[Extracted data entries]
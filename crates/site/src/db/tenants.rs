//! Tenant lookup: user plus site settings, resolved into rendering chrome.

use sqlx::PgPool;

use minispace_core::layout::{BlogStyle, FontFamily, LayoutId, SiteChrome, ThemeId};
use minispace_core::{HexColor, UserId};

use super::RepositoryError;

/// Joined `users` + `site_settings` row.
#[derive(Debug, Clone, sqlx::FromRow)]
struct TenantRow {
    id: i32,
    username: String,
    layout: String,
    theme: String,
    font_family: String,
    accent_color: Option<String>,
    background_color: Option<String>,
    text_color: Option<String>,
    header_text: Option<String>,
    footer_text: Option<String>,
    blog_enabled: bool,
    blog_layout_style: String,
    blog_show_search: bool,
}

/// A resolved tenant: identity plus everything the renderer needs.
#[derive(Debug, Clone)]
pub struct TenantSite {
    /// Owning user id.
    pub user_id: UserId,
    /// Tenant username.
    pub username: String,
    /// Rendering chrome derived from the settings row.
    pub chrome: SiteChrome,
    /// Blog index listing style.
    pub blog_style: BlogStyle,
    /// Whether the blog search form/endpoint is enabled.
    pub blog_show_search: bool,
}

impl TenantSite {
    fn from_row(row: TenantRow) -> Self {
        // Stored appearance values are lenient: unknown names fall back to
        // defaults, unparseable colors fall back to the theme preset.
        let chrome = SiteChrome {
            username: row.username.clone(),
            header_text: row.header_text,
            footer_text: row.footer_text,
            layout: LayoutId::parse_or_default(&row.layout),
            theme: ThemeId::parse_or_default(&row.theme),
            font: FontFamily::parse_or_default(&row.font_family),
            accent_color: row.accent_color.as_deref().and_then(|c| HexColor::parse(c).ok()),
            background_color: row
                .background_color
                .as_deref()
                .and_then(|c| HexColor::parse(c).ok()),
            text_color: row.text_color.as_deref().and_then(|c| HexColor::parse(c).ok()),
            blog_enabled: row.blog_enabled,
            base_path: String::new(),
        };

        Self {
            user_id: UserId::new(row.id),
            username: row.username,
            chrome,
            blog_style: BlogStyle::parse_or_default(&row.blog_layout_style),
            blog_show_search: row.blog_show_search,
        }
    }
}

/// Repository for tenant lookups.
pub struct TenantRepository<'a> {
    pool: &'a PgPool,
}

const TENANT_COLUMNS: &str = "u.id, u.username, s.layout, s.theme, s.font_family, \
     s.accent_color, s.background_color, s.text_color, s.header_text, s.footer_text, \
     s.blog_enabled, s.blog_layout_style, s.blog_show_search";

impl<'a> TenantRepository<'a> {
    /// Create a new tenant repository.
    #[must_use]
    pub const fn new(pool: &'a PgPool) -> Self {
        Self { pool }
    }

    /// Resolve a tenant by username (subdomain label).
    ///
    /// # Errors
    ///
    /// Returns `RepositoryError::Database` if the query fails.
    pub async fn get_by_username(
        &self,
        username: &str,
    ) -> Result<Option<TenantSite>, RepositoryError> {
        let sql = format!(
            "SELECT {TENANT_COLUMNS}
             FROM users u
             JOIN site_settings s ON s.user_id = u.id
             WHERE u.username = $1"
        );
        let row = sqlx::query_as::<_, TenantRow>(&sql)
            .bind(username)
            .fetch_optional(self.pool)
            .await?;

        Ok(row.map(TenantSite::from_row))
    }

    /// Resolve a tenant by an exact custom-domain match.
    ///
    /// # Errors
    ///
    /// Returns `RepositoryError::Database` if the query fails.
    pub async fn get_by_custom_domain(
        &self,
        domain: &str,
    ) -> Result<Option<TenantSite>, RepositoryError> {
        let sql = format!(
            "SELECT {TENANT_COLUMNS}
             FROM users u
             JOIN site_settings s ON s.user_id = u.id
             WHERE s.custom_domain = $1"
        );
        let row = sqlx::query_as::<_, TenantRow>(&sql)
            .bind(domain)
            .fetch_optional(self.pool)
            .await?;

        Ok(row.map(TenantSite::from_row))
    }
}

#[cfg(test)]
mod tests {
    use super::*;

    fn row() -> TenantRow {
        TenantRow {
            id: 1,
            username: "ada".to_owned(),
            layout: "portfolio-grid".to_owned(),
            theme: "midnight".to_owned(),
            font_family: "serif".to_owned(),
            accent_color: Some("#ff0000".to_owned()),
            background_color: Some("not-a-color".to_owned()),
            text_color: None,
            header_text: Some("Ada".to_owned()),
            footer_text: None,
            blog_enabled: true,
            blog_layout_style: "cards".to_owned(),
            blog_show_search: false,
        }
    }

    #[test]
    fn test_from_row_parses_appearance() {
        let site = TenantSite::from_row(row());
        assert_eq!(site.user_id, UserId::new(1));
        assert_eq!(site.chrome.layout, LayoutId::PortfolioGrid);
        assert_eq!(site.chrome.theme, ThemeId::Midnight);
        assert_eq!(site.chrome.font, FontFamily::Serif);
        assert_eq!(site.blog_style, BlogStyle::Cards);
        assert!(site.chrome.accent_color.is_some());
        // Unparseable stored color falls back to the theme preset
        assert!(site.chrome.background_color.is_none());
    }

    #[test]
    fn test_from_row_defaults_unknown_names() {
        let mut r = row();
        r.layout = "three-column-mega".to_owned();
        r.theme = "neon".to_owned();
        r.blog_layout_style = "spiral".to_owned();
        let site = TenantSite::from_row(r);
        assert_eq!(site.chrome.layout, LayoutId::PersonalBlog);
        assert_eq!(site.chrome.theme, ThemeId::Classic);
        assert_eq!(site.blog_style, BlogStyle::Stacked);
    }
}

---

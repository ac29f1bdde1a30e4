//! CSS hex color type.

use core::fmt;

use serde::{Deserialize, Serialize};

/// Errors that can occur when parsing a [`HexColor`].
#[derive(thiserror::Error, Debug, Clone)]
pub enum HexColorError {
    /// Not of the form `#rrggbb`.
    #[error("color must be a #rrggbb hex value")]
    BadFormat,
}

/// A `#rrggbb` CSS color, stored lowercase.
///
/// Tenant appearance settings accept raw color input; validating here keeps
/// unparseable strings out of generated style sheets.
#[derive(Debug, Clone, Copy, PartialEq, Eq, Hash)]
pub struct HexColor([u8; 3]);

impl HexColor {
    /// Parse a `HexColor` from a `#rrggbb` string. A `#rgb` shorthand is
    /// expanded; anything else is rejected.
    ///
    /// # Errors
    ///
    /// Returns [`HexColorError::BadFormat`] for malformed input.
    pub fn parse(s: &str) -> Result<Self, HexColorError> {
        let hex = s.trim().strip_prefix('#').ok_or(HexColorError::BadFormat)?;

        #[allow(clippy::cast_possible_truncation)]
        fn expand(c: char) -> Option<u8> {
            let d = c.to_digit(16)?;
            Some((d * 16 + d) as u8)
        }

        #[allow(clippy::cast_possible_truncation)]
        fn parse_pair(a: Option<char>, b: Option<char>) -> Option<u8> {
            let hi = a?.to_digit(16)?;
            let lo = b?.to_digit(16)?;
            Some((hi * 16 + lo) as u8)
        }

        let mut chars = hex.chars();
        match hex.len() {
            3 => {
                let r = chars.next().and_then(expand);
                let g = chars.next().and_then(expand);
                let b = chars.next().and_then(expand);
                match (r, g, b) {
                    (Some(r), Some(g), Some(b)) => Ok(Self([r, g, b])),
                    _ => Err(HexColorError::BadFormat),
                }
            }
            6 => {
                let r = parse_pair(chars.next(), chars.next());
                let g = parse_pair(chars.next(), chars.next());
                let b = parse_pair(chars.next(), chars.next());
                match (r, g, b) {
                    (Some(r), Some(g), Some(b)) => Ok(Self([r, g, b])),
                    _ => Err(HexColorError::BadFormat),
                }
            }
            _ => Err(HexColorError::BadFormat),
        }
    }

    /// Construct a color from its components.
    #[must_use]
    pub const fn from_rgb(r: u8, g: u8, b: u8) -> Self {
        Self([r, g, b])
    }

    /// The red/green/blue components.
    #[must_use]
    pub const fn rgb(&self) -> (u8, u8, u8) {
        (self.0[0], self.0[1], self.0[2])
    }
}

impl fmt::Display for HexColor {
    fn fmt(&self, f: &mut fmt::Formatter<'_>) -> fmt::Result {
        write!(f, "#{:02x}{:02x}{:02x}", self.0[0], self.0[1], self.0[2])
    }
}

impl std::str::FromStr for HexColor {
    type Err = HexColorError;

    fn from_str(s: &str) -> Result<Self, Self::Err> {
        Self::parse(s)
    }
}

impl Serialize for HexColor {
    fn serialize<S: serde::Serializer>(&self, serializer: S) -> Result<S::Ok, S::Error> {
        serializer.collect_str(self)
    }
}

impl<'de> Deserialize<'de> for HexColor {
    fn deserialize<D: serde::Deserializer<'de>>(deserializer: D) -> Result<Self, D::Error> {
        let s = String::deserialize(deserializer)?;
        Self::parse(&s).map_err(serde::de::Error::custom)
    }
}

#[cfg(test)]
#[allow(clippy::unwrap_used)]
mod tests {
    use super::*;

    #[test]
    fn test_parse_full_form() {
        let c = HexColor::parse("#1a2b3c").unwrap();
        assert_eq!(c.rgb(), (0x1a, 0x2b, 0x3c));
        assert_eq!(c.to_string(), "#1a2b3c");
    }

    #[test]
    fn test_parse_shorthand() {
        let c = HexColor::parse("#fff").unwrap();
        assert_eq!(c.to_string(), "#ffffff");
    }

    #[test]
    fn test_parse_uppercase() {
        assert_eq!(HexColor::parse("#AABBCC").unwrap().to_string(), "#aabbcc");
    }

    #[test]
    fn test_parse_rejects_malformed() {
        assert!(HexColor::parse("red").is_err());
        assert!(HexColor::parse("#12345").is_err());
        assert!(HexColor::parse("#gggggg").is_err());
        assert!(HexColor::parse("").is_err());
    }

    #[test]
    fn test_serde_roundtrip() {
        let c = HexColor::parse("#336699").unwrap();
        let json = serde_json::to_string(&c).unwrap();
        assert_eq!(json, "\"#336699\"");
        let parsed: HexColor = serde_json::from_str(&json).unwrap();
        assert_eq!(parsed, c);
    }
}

WHAT IS REQUIRED: Each line of the data that holds "TenantSite" should be reported.

RESPONSE AREA:
pub struct TenantSite {
impl TenantSite {
    ) -> Result<Option<TenantSite>, RepositoryError> {
        Ok(row.map(TenantSite::from_row))
    ) -> Result<Option<TenantSite>, RepositoryError> {
        Ok(row.map(TenantSite::from_row))
        let site = TenantSite::from_row(row());
        let site = TenantSite::from_row(r);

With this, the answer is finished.